Mr Stanley Lee, stepping out of his front door one fine day, may find two men wrestling for their lives… He may afterwards discover that one of these persons firmly believes himself to be Azrael, the Angel of Death, while his opponent believes him to be an unfortunate gentleman escaped from medical care in a strictly guarded building in the neighbourhood. Now, it is useless for Mr Lee merely to blame both of them for fighting, or even to pity both of them for fighting. They are not engaged in any common activity at all. They do not exist, in any collective sense. They are in different universes. In one universe the Angel of Death is doing his duty and exercising his legitimate discretion, and a blasphemous anarchist is disputing his qualifications. In another universe a perspiring private citizen is trying ot master a bloody-minded maniac.

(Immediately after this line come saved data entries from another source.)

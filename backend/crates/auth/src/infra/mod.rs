//! Infrastructure Layer
//!
//! PostgreSQL persistence and outbound HTTP clients.

pub mod google;
pub mod postgres;
pub mod resend;
//! Success envelope
//!
//! Successful JSON responses share the shape `{ "message"?, "data"? }`.

use std::borrow::Cow;

use serde::Serialize;

#[derive(Debug, Clone, Serialize)]
pub struct ApiResponse<T> {
    #[serde(skip_serializing_if = "Option::is_none")]
    pub message: Option<Cow<'static, str>>,
    #[serde(skip_serializing_if = "Option::is_none")]
    pub data: Option<T>,
}

impl ApiResponse<()> {
    /// Message only, no payload.
    pub fn message(message: impl Into<Cow<'static, str>>) -> Self {
        Self {
            message: Some(message.into()),
            data: None,
        }
    }
}

impl<T> ApiResponse<T> {
    pub fn data(data: T) -> Self {
        Self {
            message: None,
            data: Some(data),
        }
    }

    pub fn with_data(message: impl Into<Cow<'static, str>>, data: T) -> Self {
        Self {
            message: Some(message.into()),
            data: Some(data),
        }
    }
}

#[cfg(test)]
mod tests {
    use super::*;

    #[test]
    fn test_message_only_omits_data() {
        let json = serde_json::to_value(ApiResponse::message("Logout success")).unwrap();
        assert_eq!(json, serde_json::json!({ "message": "Logout success" }));
    }

    #[test]
    fn test_with_data() {
        let json = serde_json::to_value(ApiResponse::with_data("Stores fetched.", vec![1, 2])).unwrap();
        assert_eq!(json["message"], "Stores fetched.");
        assert_eq!(json["data"], serde_json::json!([1, 2]));
    }
}
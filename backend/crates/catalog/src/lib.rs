//! Catalog Backend Module
//!
//! Products, stores and addresses.
//!
//! - `domain/` - Entities and repository traits
//! - `application/` - Use cases
//! - `infra/` - PostgreSQL implementation
//! - `presentation/` - HTTP handlers, DTOs, router
//!
//! Product creation and the admin store listing sit behind the session
//! cookie and the `SUPER_ADMIN` role; the user address listing expects a
//! bearer token. Both gates come from the `auth` crate.

pub mod application;
pub mod domain;
pub mod error;
pub mod infra;
pub mod presentation;

#[cfg(test)]
mod tests;

pub use error::{CatalogError, CatalogResult};
pub use infra::postgres::PgCatalogRepository;
pub use presentation::router::{catalog_router, catalog_router_generic};
//! Product use cases

use std::sync::Arc;

use kernel::id::{ProductId, UserId};

use crate::domain::product::{NewProduct, Product, ProductDraft, StoreProduct};
use crate::domain::repository::ProductRepository;
use crate::error::{CatalogError, CatalogResult};

pub struct ListProductsUseCase<P>
where
    P: ProductRepository,
{
    products: Arc<P>,
}

impl<P> ListProductsUseCase<P>
where
    P: ProductRepository,
{
    pub fn new(products: Arc<P>) -> Self {
        Self { products }
    }

    pub async fn execute(&self, search: Option<&str>) -> CatalogResult<Vec<Product>> {
        let search = search.map(str::trim).filter(|s| !s.is_empty());
        self.products.list(search).await
    }
}

pub struct GetProductUseCase<P>
where
    P: ProductRepository,
{
    products: Arc<P>,
}

impl<P> GetProductUseCase<P>
where
    P: ProductRepository,
{
    pub fn new(products: Arc<P>) -> Self {
        Self { products }
    }

    pub async fn execute(&self, raw_id: &str) -> CatalogResult<Product> {
        let id: ProductId = raw_id.parse()?;
        self.products
            .find_by_id(&id)
            .await?
            .ok_or(CatalogError::ProductNotFound)
    }
}

pub struct CreateProductOutput {
    pub product: Product,
    pub store_product: StoreProduct,
}

pub struct CreateProductUseCase<P>
where
    P: ProductRepository,
{
    products: Arc<P>,
}

impl<P> CreateProductUseCase<P>
where
    P: ProductRepository,
{
    pub fn new(products: Arc<P>) -> Self {
        Self { products }
    }

    /// Validate, check the name, write product + categories, then link the
    /// store. The two writes are independent: a failed link keeps the product.
    pub async fn execute(
        &self,
        draft: ProductDraft,
        created_by: UserId,
    ) -> CatalogResult<CreateProductOutput> {
        let new_product = NewProduct::from_draft(draft, created_by)?;

        if self.products.exists_by_name(&new_product.name).await? {
            return Err(CatalogError::DuplicateProductName);
        }

        let product = self.products.create(&new_product).await?;

        let store_product = self
            .products
            .link_to_store(&product.id, &new_product.store_id, new_product.stock)
            .await?;

        tracing::info!(
            product_id = %product.id,
            store_id = %store_product.store_id,
            created_by = %created_by,
            "Product created"
        );

        Ok(CreateProductOutput {
            product,
            store_product,
        })
    }
}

That is why there is war in Europe at the moment: simply because the Germans are as certain that they are the natural masters of mankind as we are certain that they aren’t. But it must be insistently noted that the quarrel is one about spirit and quality, and cannot be disputed by any discoveries about facts. The kind of madman who thinks he is an angel does not necessarily, or generally, think he has wings. Similarly, Germans do not actually think the Frenchmen have tails. But they do think that Frenchmen have the small vivacity and malice of monkeys; that they are a breed inferior to the German, in the same aboriginal sense as in the case of monkeys. And to this there is no answer except that Frenchmen do not think so; that persons conventionally considered sane and acquainted with Frenchmen do not think so; that, in fact, nobody in the world does think so, except the German who says so. But since, by his own hypothesis, he is the only person who is qualified to judge, of course he goes on saying it.
— Illustrated London News, 29 January 1916.